In the above exemplary embodiment, recording device 1 is configured to carry out both an initialization operation and a recording operation. However, recording device 1 may be configured as an initialization device for carrying out only an initialization.

The foregoing description of the exemplary embodiments of the present invention has been provided for the purposes of illustration and description. It is not intended to be exhaustive or to limit the invention to the precise forms disclosed. Obviously, many modifications and variations will be apparent to practitioners skilled in the art. The embodiments were chosen and described in order to best explain the principles of the invention and its practical applications, thereby enabling others skilled in the art to understand the invention for various embodiments and with the various modifications as are suited to the particular use contemplated. It is intended that the scope of the invention be defined by the following claims and their equivalents.

Claims

1. A display medium initialization device comprising:

a case containing an irradiation unit that irradiates light to an optical-recording-type display medium configured to display an image according to irradiated light;

a light-taking unit that takes outside light into the case from outside the case; and

a light-guiding unit that guides the outside light taken by the light-taking unit to the irradiation unit.

2. The display medium initialization device according to claim 1, further comprising:

a measuring unit that measures intensity of the outside light taken by the light-taking unit; and

a light-reducing unit that reduces the outside light guided by the light-guiding unit to the irradiation unit, according to the intensity of the outside light measured by the measuring unit.

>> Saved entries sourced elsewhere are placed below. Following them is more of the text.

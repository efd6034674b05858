//! Document pipeline: walk every page in order and assemble the result.
//!
//! Pages are processed strictly one after another. Each page is rendered,
//! encoded, and driven through the retry state machine to a terminal state
//! before the next one starts, with a fixed pause between pages to stay
//! under the service's rate limit. Page-level failures become error entries;
//! only a document that cannot be opened ends the run early, and even then
//! the caller receives a [`ResultDocument`].

use crate::config::ExtractionConfig;
use crate::error::{PageError, ScribeError};
use crate::output::{DocumentAssembler, DocumentJob, PageResult, ResultDocument};
use crate::pipeline::client::{HttpInferenceClient, InferenceClient};
use crate::pipeline::encode::{self, EncodedPage};
use crate::pipeline::input;
use crate::pipeline::provider::ProviderClient;
use crate::pipeline::render::{PageSource, PdfiumRasterizer};
use crate::pipeline::retry::{self, RetryPolicy, WaitReason};
use crate::progress::{ExtractionProgressCallback, NoopProgressCallback};
use std::io::Write;
use std::path::Path;
use std::sync::Arc;
use tokio::time::sleep;
use tracing::{debug, error, info, warn};

/// Runs extraction with one configuration and one inference client.
///
/// An `Extractor` holds no per-run state, so it can be reused for many
/// documents; each run builds its own [`ResultDocument`].
pub struct Extractor {
    config: ExtractionConfig,
    client: Arc<dyn InferenceClient>,
}

impl Extractor {
    /// Build an extractor, choosing the inference client from `config`.
    ///
    /// A configured `provider`/`provider_name` routes requests through
    /// `edgequake-llm`; otherwise they go straight to `config.endpoint`.
    pub fn new(config: ExtractionConfig) -> Result<Self, ScribeError> {
        let client: Arc<dyn InferenceClient> = if config.uses_provider() {
            Arc::new(ProviderClient::from_config(&config)?)
        } else {
            Arc::new(HttpInferenceClient::new(&config)?)
        };
        Ok(Self { config, client })
    }

    /// Build an extractor around an existing client.
    pub fn with_client(config: ExtractionConfig, client: Arc<dyn InferenceClient>) -> Self {
        Self { config, client }
    }

    pub fn config(&self) -> &ExtractionConfig {
        &self.config
    }

    /// Open the PDF at `path` and extract every page.
    ///
    /// `filename` is the display name reported in the result; it defaults to
    /// the path's final component.
    pub async fn extract_file(&self, path: impl AsRef<Path>, filename: Option<&str>) -> ResultDocument {
        let path = path.as_ref();
        let filename = filename
            .map(str::to_string)
            .unwrap_or_else(|| input::display_filename(path));
        self.open_and_run(path, &path.display().to_string(), &filename)
            .await
    }

    /// Extract a PDF held in memory.
    ///
    /// The bytes are written to a managed [`tempfile`] that is removed when
    /// the run finishes.
    pub async fn extract_bytes(&self, bytes: &[u8], filename: &str) -> ResultDocument {
        let mut tmp = match tempfile::NamedTempFile::new() {
            Ok(t) => t,
            Err(e) => return fatal(filename, ScribeError::Internal(format!("tempfile: {e}"))),
        };
        if let Err(e) = tmp.write_all(bytes) {
            return fatal(filename, ScribeError::Internal(format!("tempfile write: {e}")));
        }
        self.open_and_run(tmp.path(), "<memory>", filename).await
    }

    /// Extract a PDF and write the JSON result to `output_path`.
    ///
    /// Uses an atomic write (temp file + rename). The document is returned
    /// whether or not the run succeeded; `Err` means only that the file could
    /// not be written.
    pub async fn extract_to_file(
        &self,
        path: impl AsRef<Path>,
        filename: Option<&str>,
        output_path: impl AsRef<Path>,
    ) -> Result<ResultDocument, ScribeError> {
        let doc = self.extract_file(path, filename).await;
        write_json_atomic(&doc, output_path.as_ref()).await?;
        Ok(doc)
    }

    /// Extract every page of an already-open `source`.
    pub async fn extract_source(
        &self,
        source: &dyn PageSource,
        source_id: &str,
        filename: &str,
    ) -> ResultDocument {
        let job = DocumentJob::new(source_id, filename, source.page_count(), &self.config.model);
        self.run(job, source).await
    }

    async fn open_and_run(&self, path: &Path, source_id: &str, filename: &str) -> ResultDocument {
        info!("Opening PDF: {} ({})", filename, source_id);
        match PdfiumRasterizer::open(path, self.config.password.as_deref()).await {
            Ok(source) => self.extract_source(&source, source_id, filename).await,
            Err(e) => fatal(filename, e),
        }
    }

    async fn run(&self, job: DocumentJob, source: &dyn PageSource) -> ResultDocument {
        let total = job.total_pages;
        let policy = RetryPolicy::from_config(&self.config);
        let noop = NoopProgressCallback;
        let progress: &dyn ExtractionProgressCallback = match self.config.progress_callback {
            Some(ref cb) => cb.as_ref(),
            None => &noop,
        };

        info!(
            "Starting extraction of '{}': {} pages, model {}",
            job.filename, total, job.model
        );
        progress.on_document_start(total);

        let mut assembler = DocumentAssembler::new(job);

        for index in 0..total {
            let page_num = index + 1;
            info!("Processing page {}/{}", page_num, total);
            progress.on_page_start(page_num, total);

            let outcome = match self.prepare_page(source, index).await {
                Ok(encoded) => {
                    retry::extract_page(self.client.as_ref(), &encoded, &policy, progress).await
                }
                Err(e) => Err(e),
            };

            let result = match outcome {
                Ok(text) => {
                    let page = PageResult::succeeded(page_num, text);
                    info!("Page {}: extracted {} characters", page_num, page.characters);
                    progress.on_page_complete(page_num, total, page.characters);
                    page
                }
                Err(e) => {
                    warn!("Page {}: failed: {}", page_num, e);
                    progress.on_page_error(page_num, total, &e.to_string());
                    PageResult::failed(&e)
                }
            };
            assembler.push(result);

            if page_num < total {
                let delay = self.config.page_delay();
                debug!("Waiting {}s before page {}", delay.as_secs(), page_num + 1);
                progress.on_wait(page_num + 1, WaitReason::PagePacing, delay);
                sleep(delay).await;
            }
        }

        let stats = assembler.stats();
        info!(
            "Extraction complete: {} succeeded, {} failed, {} characters",
            stats.successful_pages, stats.failed_pages, stats.total_characters
        );
        progress.on_document_complete(total, stats.successful_pages);

        assembler.finish()
    }

    /// Render and encode one page. Failures here are not retried.
    async fn prepare_page(
        &self,
        source: &dyn PageSource,
        index: usize,
    ) -> Result<EncodedPage, PageError> {
        let image = source.render(index, self.config.scale).await?;
        encode::encode_page(index + 1, &image)
    }
}

/// Extract the PDF at `path` with `config`.
///
/// Never fails: configuration errors and unopenable documents produce the
/// degraded [`ResultDocument::Failed`] form.
pub async fn extract(
    path: impl AsRef<Path>,
    filename: Option<&str>,
    config: &ExtractionConfig,
) -> ResultDocument {
    let path = path.as_ref();
    match Extractor::new(config.clone()) {
        Ok(extractor) => extractor.extract_file(path, filename).await,
        Err(e) => {
            let filename = filename
                .map(str::to_string)
                .unwrap_or_else(|| input::display_filename(path));
            fatal(&filename, e)
        }
    }
}

/// Synchronous wrapper around [`Extractor::extract_file`].
///
/// Creates a temporary tokio runtime internally.
pub fn extract_sync(
    path: impl AsRef<Path>,
    filename: Option<&str>,
    config: ExtractionConfig,
) -> Result<ResultDocument, ScribeError> {
    let extractor = Extractor::new(config)?;
    let runtime = tokio::runtime::Runtime::new()
        .map_err(|e| ScribeError::Internal(format!("Failed to create tokio runtime: {}", e)))?;
    Ok(runtime.block_on(extractor.extract_file(path, filename)))
}

/// Write `doc` as pretty JSON to `path` via a temp file and rename.
pub async fn write_json_atomic(doc: &ResultDocument, path: &Path) -> Result<(), ScribeError> {
    let write_err = |source: std::io::Error| ScribeError::OutputWriteFailed {
        path: path.to_path_buf(),
        source,
    };

    let json = doc
        .to_json_pretty()
        .map_err(|e| ScribeError::Internal(format!("Failed to serialise result: {}", e)))?;

    if let Some(parent) = path.parent().filter(|p| !p.as_os_str().is_empty()) {
        tokio::fs::create_dir_all(parent).await.map_err(write_err)?;
    }

    let tmp_path = path.with_extension("json.tmp");
    tokio::fs::write(&tmp_path, json).await.map_err(write_err)?;
    tokio::fs::rename(&tmp_path, path).await.map_err(write_err)?;
    Ok(())
}

fn fatal(filename: &str, err: ScribeError) -> ResultDocument {
    error!("PDF processing failed for '{}': {}", filename, err);
    ResultDocument::failed(filename, format!("PDF processing failed: {}", err))
}
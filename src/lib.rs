//! # pdfscribe
//!
//! Transcribe PDF documents page by page with a Vision Language Model.
//!
//! Each page is rasterised, PNG-encoded, and sent to an OpenAI-compatible
//! chat-completions endpoint with a verbatim-transcription instruction. The
//! answers are collected into a single JSON [`ResultDocument`] that reports
//! success per page and for the whole run.
//!
//! ## Pipeline Overview
//!
//! ```text
//! PDF
//!  │
//!  ├─ 1. Open    validate path, count pages via pdfium
//!  ├─ 2. Render  rasterise page N at the configured scale (spawn_blocking)
//!  ├─ 3. Encode  PNG → base64 data URL
//!  ├─ 4. VLM     one request, retried by a bounded state machine
//!  ├─ 5. Pace    fixed pause before page N + 1
//!  └─ 6. Output  pages + full transcript + statistics as JSON
//! ```
//!
//! Pages are processed strictly in order. Transient failures are retried up
//! to `max_attempts`; HTTP 429 responses wait at least 30 s and do not spend
//! the attempt budget. A page that still fails becomes an error entry and the
//! run continues; only a document that cannot be opened yields
//! `success: false`.
//!
//! ## Quick Start
//!
//! ```rust,no_run
//! use pdfscribe::{ExtractionConfig, Extractor};
//!
//! #[tokio::main]
//! async fn main() -> Result<(), Box<dyn std::error::Error>> {
//!     // API key from PDFSCRIBE_API_KEY, falling back to SILICONFLOW_API_KEY
//!     let config = ExtractionConfig::builder().api_key_from_env().build()?;
//!     let extractor = Extractor::new(config)?;
//!     let result = extractor.extract_file("scan.pdf", None).await;
//!     println!("{}", result.to_json_pretty()?);
//!     Ok(())
//! }
//! ```
//!
//! ## Feature Flags
//!
//! | Feature | Default | Description |
//! |---------|---------|-------------|
//! | `cli`   | on      | Enables the `pdfscribe` binary (clap + anyhow + tracing-subscriber + indicatif) |

// ── Modules ──────────────────────────────────────────────────────────────

pub mod config;
pub mod error;
pub mod extract;
pub mod output;
pub mod pipeline;
pub mod progress;
pub mod prompts;

// ── Re-exports ───────────────────────────────────────────────────────────

pub use config::{ExtractionConfig, ExtractionConfigBuilder};
pub use error::{PageError, ScribeError};
pub use extract::{extract, extract_sync, Extractor};
pub use output::{
    CompletedDocument, DocumentJob, FailedDocument, PageResult, ResultDocument, RunStatistics,
};
pub use pipeline::client::{HttpInferenceClient, InferenceClient, InferenceOutcome};
pub use pipeline::encode::EncodedPage;
pub use pipeline::provider::ProviderClient;
pub use pipeline::render::{PageSource, PdfiumRasterizer};
pub use pipeline::retry::{PageState, RetryPolicy, Transition, WaitReason};
pub use progress::{ExtractionProgressCallback, NoopProgressCallback, ProgressCallback};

3. The display medium initialization device according to claim 1, further comprising:

a measuring unit that measures intensity of the outside light taken by the light-taking unit; and

a light-emitting unit that emits light at an intensity according to the intensity of the outside light measured by the measuring unit, wherein the light-guiding unit guides the outside light taken by the light-taking unit and the light emitted by the light-emitting unit to the irradiation unit.

4. The display medium initialization device according to claim 1, further comprising:

a measuring unit that measures intensity of the outside light taken by the light-taking unit; and

a controller that controls a time period for which the outside light is taken by the light-taking unit, according to the intensity of the outside light measured by the measuring unit.

5. A display medium initialization device comprising:

a case containing an irradiation means for irradiating light to an optical-recording-type display medium configured to display an image according to irradiated light;

a light-taking means for taking outside light into the case from outside the case; and

a light-guiding means for guiding the outside light taken by the light-taking means to the irradiation means.

6. A recording device comprising:

the display medium initialization device according to claim 1; and

a recording unit that causes the irradiation unit to irradiate light according to data of an image to the display medium, to record the image in the display medium, wherein the light-taking unit does not take the outside light into the case while the recording unit is recording the image in the display medium.